The Function and Gating Mechanism of TRPV1 Channel and The Application of Its Modulators in Drug Research and Development

Transient receptor potential vanilloid 1 (TRPV1) channel, belonging to transient receptor potential (TRP) channel superfamily, is a ligand gated non-selective cation channel which can be activated by multiple physical and chemical stimuli. The abnormal irritation and expression of TRPV1 is involved in pathogenesis of various diseases, so that TRPV1 channel is one of the important targets for drug research and development. For a long time, TRPV1 channel has attracted much attention because of the excellent analgesic effect of TRPV1 modulators. Due to the recognition of the research work of receptors for temperature and touch by the 2021 Nobel Prize in physiology or medicine, TRPV1 channel has become the focus of attention once again. It has been more than 20 years of the research for TRPV1, but the gating mechanism and drug development are still the difficulties. TRPV1 agonists can only be used for topical administration, and the antagonists could be used for oral administration. However, the problem with antagonists is that they cause hyperthermia and damage to noxious heat detection, which is the result of TRPV1 antagonists simultaneously affecting capsaicin, H+ and heat gating. Studies have shown that there are common processes of the three gating mechanisms, but no way to affect a single gating mechanism.
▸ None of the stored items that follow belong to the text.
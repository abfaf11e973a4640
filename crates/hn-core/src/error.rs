use thiserror::Error;

pub type HnResult<T> = Result<T, HnError>;

/// Cross-crate error cases that do not belong to any one layer.
#[derive(Error, Debug)]
pub enum HnError {
    #[error("Non-finite value for {what}: {value}")]
    NonFinite { what: &'static str, value: f64 },

    #[error("Invalid argument: {what}")]
    InvalidArg { what: &'static str },
}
From the angles of physiological function, gating mechanism and drug discovery, this paper reviews the distribution and expression, functions and features as well as structural characteristics of TRPV1 channel. This paper focuses on three gating mechanisms and the progress of TRPV1 modulators in drug discovery. TRPV1 modulators are a exceptional analgesia drug, and have been studied in cardiovascular diseases, itch, cough, psychiatric disorders and diabetes. With the emerging of artificial intelligence (AI)-assisted drug design and the continuous exploration of gating mechanism, we should have confidence in the future of TRPV1 modulators.